Property in Yangon

Are you considering staying in Yangon? Looking for a place to rent? Or simply just want to understand the laws regarding rental properties in Myanmar. If so, then we have got you covered. 

Do Foreigners have the right to own a property in Yangon, Myanmar? 

The short answer to the question is “no”. Myanmar doesn’t have a singular piece of legislation or framework governing real estate, rights, or obligations. Most of the laws are scattered in the provisions of various other laws. 

According to (TIPRA) The Transfer of Immovable Property Restriction Act (1882), foreigners are not allowed to have ownership of immovable properties, basically stating foreigners cannot buy or own land or property in Myanmar. 

However, Foreigners are allowed to own property, just not the land! In a condominium, a foreign company may own up to 40%, according to the Condominium law of 2017. 

If buying property is not your concern, then you are most likely here to find out about Renting properties in Yangon. 

In this article, we are going to focus on untangling the mayhem of How to Rent Property in Yangon. 

So, let’s start with a question –  

“Is it difficult to find a place to rent in Yangon?” 

It can be a struggle to find a Real Estate Broker you can trust in Yangon, with the lack of laws and guidance. There is a vast supply of properties that exceed the demand, however finding properties that are up to international standards can be more challenging.  

Properties in Yangon can vary in price depending on requirements. If you are looking for a property that has a generator, swimming pool, and other amenities; these are all variables that will affect the price. 

“How do Tenancy Agreements work in Myanmar?” 

According to (TIPRA) the Transfer of Immovable Properties Restriction Act (1882), foreigners cannot lease a property exceeding one year. If you wish to stay at a property longer than one year, you’ll have to negotiate a new contract with the landlord. An agreement of six-months or one-year agreements is the standard in the country. 

As for payment, the market in Myanmar is somewhat non-flexible.  Payments are usually paid in advance usually paying a six-month rental fee upfront. 

In Myanmar, there are no particular laws regarding renting or buying properties. Thus, in Myanmar, when renting or buying property, it all comes down to the Tenancy Agreement. 

As a Tenant it is vital to ensure you have a proper Real Estate Broker who will ensure you are covered from any additional fees, ensuring the landlord takes responsibility for repairs, etc.  

“Documentation and Procedures” 

For any Foreigner wanting to rent property in Myanmar, you must provide evidence that you have legal status to live and work in the country, a business visa. 

Usually, if a tenant is not moving into the property straight away, the landlord would request a holding deposit. This basically tells the landlord that you are serious about taking the property and it’ll be taken off the market.
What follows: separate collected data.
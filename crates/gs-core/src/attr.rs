use core::fmt;
use core::str::FromStr;
use serde::{Deserialize, Deserializer, Serialize, Serializer};

use crate::error::CoreError;

/// Reference to a named attribute of a model, written `"<model>.<attr>"`.
///
/// Model names never contain `.`, so the first dot separates the parts and
/// attribute names may contain further dots.
#[derive(Debug, Clone, PartialEq, Eq, Hash, PartialOrd, Ord)]
pub struct AttrRef {
    pub model: String,
    pub attr: String,
}

impl AttrRef {
    pub fn new(model: impl Into<String>, attr: impl Into<String>) -> Self {
        Self {
            model: model.into(),
            attr: attr.into(),
        }
    }
}

impl fmt::Display for AttrRef {
    fn fmt(&self, f: &mut fmt::Formatter<'_>) -> fmt::Result {
        write!(f, "{}.{}", self.model, self.attr)
    }
}

impl FromStr for AttrRef {
    type Err = CoreError;

    fn from_str(s: &str) -> Result<Self, Self::Err> {
        match s.trim().split_once('.') {
            Some((model, attr)) if !model.is_empty() && !attr.is_empty() => {
                Ok(Self::new(model, attr))
            }
            _ => Err(CoreError::InvalidAttrRef {
                value: s.to_string(),
            }),
        }
    }
}

impl Serialize for AttrRef {
    fn serialize<S: Serializer>(&self, serializer: S) -> Result<S::Ok, S::Error> {
        serializer.collect_str(self)
    }
}

impl<'de> Deserialize<'de> for AttrRef {
    fn deserialize<D: Deserializer<'de>>(deserializer: D) -> Result<Self, D::Error> {
        let raw = String::deserialize(deserializer)?;
        raw.parse().map_err(serde::de::Error::custom)
    }
}

#[cfg(test)]
mod tests {
    use super::*;

    #[test]
    fn parse_and_display() {
        let r: AttrRef = "battery.soc".parse().unwrap();
        assert_eq!(r.model, "battery");
        assert_eq!(r.attr, "soc");
        assert_eq!(r.to_string(), "battery.soc");
    }

    #[test]
    fn attr_may_contain_dots() {
        let r: AttrRef = "grid.p.net".parse().unwrap();
        assert_eq!(r.model, "grid");
        assert_eq!(r.attr, "p.net");
    }

    #[test]
    fn rejects_malformed() {
        for bad in ["battery", ".soc", "battery.", ""] {
            assert!(bad.parse::<AttrRef>().is_err(), "{bad} should fail");
        }
    }
}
The holding deposit won’t be refundable if the tenant decides not to take the property.  

Once the Tenancy Agreement is signed, tenants should take it to the Internal Revenue Department Office and pay the stamp duty tax. The stamp duty tax ranges from 0.5% to 2.5% of the tenancy agreement, if the agreement is valued under $35,000 then the tax will be 0.5% and you won’t have to pay the commercial tax. However, the exact figures will vary. 

If tenants do not pay the stamp duty tax, then the tenancy agreement isn’t official. A foreign individual or business entity must legally register any immovable property and the locations to the respective Township People Council, and sometimes to the Immigration department in the township you are living, according to (TIPRA) The Immovable Property Restriction Act (1882). 

“Rights of Tenants” 

The tenant legally doesn’t have any rights in law. As stated before, the tenancy agreement should be carefully negotiated as this will be the only piece of evidence as to your rights and responsibilities at the property.